With the majority of Irish beef being exported, beef was too expensive and unavailable to the majority of Irish citizens. Cows were only slaughtered after they were no longer good for milking and sheep were only raised as a source of wool. Hogs and pigs were the only livestock raised by the peasantry for consumption. Salt pork and bacon then became the commonly consumed meat of Irish tables. Even today many Irish people still consider corned beef to poor or plain to be eaten on a holiday..

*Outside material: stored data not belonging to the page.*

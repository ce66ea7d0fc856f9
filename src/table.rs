//! Row-ordered, column-labelled tables for raw and featurized records.
//!
//! Two tables flow through the pipeline:
//!
//! | Table | Produced by | Columns |
//! |-------|-------------|---------|
//! | [`RawTable`] | [`parse_corpus`](crate::corpus::parse_corpus) | `timestamp`, `author`, `message` |
//! | [`FeatureTable`] | [`featurize`](crate::core::featurize) | raw columns + nine flag columns |
//!
//! Raw cells are nullable: a message node may have no extractable content,
//! and the very first message of an export may not name its author. The
//! featurizer drops such rows before deriving features.
//!
//! # Example
//!
//! ```
//! use chatsift::table::{RawRecord, RawTable};
//!
//! let mut table = RawTable::new();
//! table.push(RawRecord::new("01.01.2021 10:00:00", "Alice", "Hello"));
//! table.push(RawRecord::default().with_author("Bob"));
//!
//! assert_eq!(table.columns(), ["timestamp", "author", "message"]);
//! assert_eq!(table.len(), 2);
//! assert!(!table.rows()[1].is_complete());
//! ```

use chrono::NaiveDateTime;
use serde::{Deserialize, Serialize};

/// Timestamp layout used by the export's time labels (`31.12.2021 23:59:59`).
pub const EXPORT_TIMESTAMP_FORMAT: &str = "%d.%m.%Y %H:%M:%S";

/// Column labels of a [`RawTable`], in order.
pub const RAW_COLUMNS: [&str; 3] = ["timestamp", "author", "message"];

/// Column labels of a [`FeatureTable`], in order.
pub const FEATURE_COLUMNS: [&str; 12] = [
    "timestamp",
    "author",
    "message",
    "is_text",
    "is_image",
    "is_video",
    "is_video_msg",
    "is_sticker",
    "is_voice",
    "is_bot",
    "is_forwarded",
    "is_link",
];

/// One message as it appears in the export markup.
#[derive(Debug, Clone, Default, PartialEq, Eq, Serialize, Deserialize)]
pub struct RawRecord {
    /// Raw time label, `dd.mm.YYYY HH:MM:SS`. Not parsed yet.
    pub timestamp: Option<String>,

    /// Display name of the sender, possibly inherited from the previous message.
    pub author: Option<String>,

    /// Plain text, forwarded text or a media link.
    pub message: Option<String>,
}

impl RawRecord {
    /// Creates a record with all three cells present.
    pub fn new(
        timestamp: impl Into<String>,
        author: impl Into<String>,
        message: impl Into<String>,
    ) -> Self {
        Self {
            timestamp: Some(timestamp.into()),
            author: Some(author.into()),
            message: Some(message.into()),
        }
    }

    /// Builder method to set the timestamp cell.
    #[must_use]
    pub fn with_timestamp(mut self, timestamp: impl Into<String>) -> Self {
        self.timestamp = Some(timestamp.into());
        self
    }

    /// Builder method to set the author cell.
    #[must_use]
    pub fn with_author(mut self, author: impl Into<String>) -> Self {
        self.author = Some(author.into());
        self
    }

    /// Builder method to set the message cell.
    #[must_use]
    pub fn with_message(mut self, message: impl Into<String>) -> Self {
        self.message = Some(message.into());
        self
    }

    /// Returns `true` if no cell is null.
    pub fn is_complete(&self) -> bool {
        self.timestamp.is_some() && self.author.is_some() && self.message.is_some()
    }
}

/// The assembled corpus: one row per message node, in parse order.
#[derive(Debug, Clone, Default, PartialEq, Eq)]
pub struct RawTable {
    rows: Vec<RawRecord>,
}

impl RawTable {
    /// Creates an empty table.
    pub fn new() -> Self {
        Self::default()
    }

    /// Wraps already-ordered rows.
    pub fn from_rows(rows: Vec<RawRecord>) -> Self {
        Self { rows }
    }

    /// Column labels, in order.
    pub fn columns(&self) -> [&'static str; 3] {
        RAW_COLUMNS
    }

    pub fn len(&self) -> usize {
        self.rows.len()
    }

    pub fn is_empty(&self) -> bool {
        self.rows.is_empty()
    }

    pub fn rows(&self) -> &[RawRecord] {
        &self.rows
    }

    pub fn iter(&self) -> std::slice::Iter<'_, RawRecord> {
        self.rows.iter()
    }

    /// Appends a row at the end.
    pub fn push(&mut self, record: RawRecord) {
        self.rows.push(record);
    }

    /// Keeps only the rows for which `keep` returns `true`, preserving order.
    pub fn retain(&mut self, keep: impl FnMut(&RawRecord) -> bool) {
        self.rows.retain(keep);
    }

    pub fn into_rows(self) -> Vec<RawRecord> {
        self.rows
    }
}

impl FromIterator<RawRecord> for RawTable {
    fn from_iter<I: IntoIterator<Item = RawRecord>>(iter: I) -> Self {
        Self {
            rows: iter.into_iter().collect(),
        }
    }
}

impl IntoIterator for RawTable {
    type Item = RawRecord;
    type IntoIter = std::vec::IntoIter<RawRecord>;

    fn into_iter(self) -> Self::IntoIter {
        self.rows.into_iter()
    }
}

impl<'a> IntoIterator for &'a RawTable {
    type Item = &'a RawRecord;
    type IntoIter = std::slice::Iter<'a, RawRecord>;

    fn into_iter(self) -> Self::IntoIter {
        self.rows.iter()
    }
}

/// A cleaned message with derived feature flags.
///
/// Exactly one of `is_text`, `is_image`, `is_video`, `is_video_msg`,
/// `is_sticker` and `is_voice` is set.
#[derive(Debug, Clone, PartialEq, Eq, Serialize, Deserialize)]
pub struct FeatureRecord {
    pub timestamp: NaiveDateTime,
    pub author: String,
    pub message: String,
    pub is_text: bool,
    pub is_image: bool,
    pub is_video: bool,
    pub is_video_msg: bool,
    pub is_sticker: bool,
    pub is_voice: bool,
    pub is_bot: bool,
    pub is_forwarded: bool,
    pub is_link: bool,
}

impl FeatureRecord {
    /// Renders the record back into raw form, with the timestamp in export layout.
    pub fn to_raw(&self) -> RawRecord {
        RawRecord::new(
            self.timestamp.format(EXPORT_TIMESTAMP_FORMAT).to_string(),
            self.author.clone(),
            self.message.clone(),
        )
    }

    /// Values of the six media-type flags, in column order.
    pub fn media_flags(&self) -> [bool; 6] {
        [
            self.is_text,
            self.is_image,
            self.is_video,
            self.is_video_msg,
            self.is_sticker,
            self.is_voice,
        ]
    }
}

/// The featurizer's output table.
#[derive(Debug, Clone, Default, PartialEq, Eq)]
pub struct FeatureTable {
    rows: Vec<FeatureRecord>,
}

impl FeatureTable {
    pub fn new() -> Self {
        Self::default()
    }

    pub fn from_rows(rows: Vec<FeatureRecord>) -> Self {
        Self { rows }
    }

    /// Column labels, in order.
    pub fn columns(&self) -> [&'static str; 12] {
        FEATURE_COLUMNS
    }

    pub fn len(&self) -> usize {
        self.rows.len()
    }

    pub fn is_empty(&self) -> bool {
        self.rows.is_empty()
    }

    pub fn rows(&self) -> &[FeatureRecord] {
        &self.rows
    }

    pub fn iter(&self) -> std::slice::Iter<'_, FeatureRecord> {
        self.rows.iter()
    }

    /// Re-renders the table in raw form so it can be featurized again.
    pub fn to_raw(&self) -> RawTable {
        self.rows.iter().map(FeatureRecord::to_raw).collect()
    }

    pub fn into_rows(self) -> Vec<FeatureRecord> {
        self.rows
    }
}

impl FromIterator<FeatureRecord> for FeatureTable {
    fn from_iter<I: IntoIterator<Item = FeatureRecord>>(iter: I) -> Self {
        Self {
            rows: iter.into_iter().collect(),
        }
    }
}

impl<'a> IntoIterator for &'a FeatureTable {
    type Item = &'a FeatureRecord;
    type IntoIter = std::slice::Iter<'a, FeatureRecord>;

    fn into_iter(self) -> Self::IntoIter {
        self.rows.iter()
    }
}
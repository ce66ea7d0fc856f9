//! Stateful page parser that accumulates records across an export.
//!
//! Telegram omits the sender label for consecutive messages from the same
//! author, and a run can span a page break. [`PageParser`] therefore keeps
//! the last seen author between calls, together with every record parsed so
//! far and the chat name from the first page that carried one.
//!
//! # Example
//!
//! ```rust,no_run
//! use chatsift::parser::PageParser;
//! use std::path::Path;
//!
//! # fn main() -> chatsift::Result<()> {
//! let mut parser = PageParser::new();
//! parser.parse_file(Path::new("export/messages.html"))?;
//! parser.parse_file(Path::new("export/messages2.html"))?;
//!
//! println!("{:?}: {} messages", parser.chat_name(), parser.records().len());
//! # Ok(())
//! # }
//! ```

use std::borrow::Cow;
use std::fs;
use std::path::Path;

use encoding_rs::Encoding;
use scraper::Html;
use tracing::debug;

use crate::config::CorpusConfig;
use crate::error::{ChatsiftError, Result};
use crate::parsing::{ParsedPage, parse_page};
use crate::table::{RawRecord, RawTable};

/// Parses export pages one at a time, threading author continuity between them.
#[derive(Debug, Clone)]
pub struct PageParser {
    encoding: &'static Encoding,
    previous_author: Option<String>,
    chat_name: Option<String>,
    records: Vec<RawRecord>,
}

impl PageParser {
    /// Creates a UTF-8 parser with empty state.
    pub fn new() -> Self {
        Self::with_encoding(encoding_rs::UTF_8)
    }

    /// Creates a parser that decodes page files with `encoding`.
    pub fn with_encoding(encoding: &'static Encoding) -> Self {
        Self {
            encoding,
            previous_author: None,
            chat_name: None,
            records: Vec::new(),
        }
    }

    /// Creates a parser from a [`CorpusConfig`].
    ///
    /// # Errors
    ///
    /// Returns [`ChatsiftError::UnknownEncoding`] for an unrecognised label.
    pub fn with_config(config: &CorpusConfig) -> Result<Self> {
        Ok(Self::with_encoding(config.resolve_encoding()?))
    }

    /// Reads, decodes and parses one page file.
    ///
    /// Returns the number of records the page contributed.
    pub fn parse_file(&mut self, path: &Path) -> Result<usize> {
        let html = {
            let bytes = fs::read(path).map_err(|e| ChatsiftError::read_file(path, e))?;
            decode(&bytes, self.encoding, path)?
        };

        let added = self.parse_str(&html).map_err(|e| e.with_path(path))?;
        debug!(path = %path.display(), records = added, "parsed export page");
        Ok(added)
    }

    /// Parses one page held in memory.
    ///
    /// Returns the number of records the page contributed. On error the
    /// parser state is left as it was before the call.
    pub fn parse_str(&mut self, html: &str) -> Result<usize> {
        let document = Html::parse_document(html);
        let page = parse_page(&document, self.previous_author.clone())?;
        Ok(self.absorb(page))
    }

    fn absorb(&mut self, page: ParsedPage) -> usize {
        let added = page.records.len();
        self.records.extend(page.records);
        self.previous_author = page.last_author;

        if self.chat_name.is_none() {
            self.chat_name = page.chat_name;
        }

        added
    }

    /// Every record parsed so far, in parse order.
    pub fn records(&self) -> &[RawRecord] {
        &self.records
    }

    /// The chat's display name, once a page has provided it.
    pub fn chat_name(&self) -> Option<&str> {
        self.chat_name.as_deref()
    }

    /// The continuity token: author of the most recent record.
    pub fn last_author(&self) -> Option<&str> {
        self.previous_author.as_deref()
    }

    /// Consumes the parser, returning the records as a table and the chat name.
    pub fn into_table(self) -> (RawTable, Option<String>) {
        (RawTable::from_rows(self.records), self.chat_name)
    }
}

impl Default for PageParser {
    fn default() -> Self {
        Self::new()
    }
}

/// Decodes page bytes, honouring a byte-order mark over the configured encoding.
fn decode(bytes: &[u8], encoding: &'static Encoding, path: &Path) -> Result<String> {
    let (encoding, body) = match Encoding::for_bom(bytes) {
        Some((bom_encoding, bom_len)) => (bom_encoding, &bytes[bom_len..]),
        None => (encoding, bytes),
    };

    encoding
        .decode_without_bom_handling_and_without_replacement(body)
        .map(Cow::into_owned)
        .ok_or_else(|| ChatsiftError::encoding(path, encoding.name()))
}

After the Great Potato Famine of the mid 19th century brought hundreds of Irish emigrants to America. The new Irish Americans found corned beef to be more accessible and more affordable than in Ireland. Both corned beef and green cabbage were ingredients of the lower class, due to the inexpensive nature of salt cured beef and green cabbage.. When many Irish immigrants came over in the 1800's they found that Jewish corned beef was similar in texture so they used it for their holiday celebrations.
While both corned beef and cabbage have connections to Ireland the serving of it for St. Patrick's Day dinner is an Irish American tradition, that would be hard to find served in Ireland unless in a tourist heavy area. As the stigma of eating working class food faded and the celebration of Irish ancestry grew, corned beef and cabbage became a staple meal for many Americans in March.
So if you are planning on having some corned beef and cabbage for St. Patrick's Day then be happy to know that you are participating in a tradition that is wholly Irish American.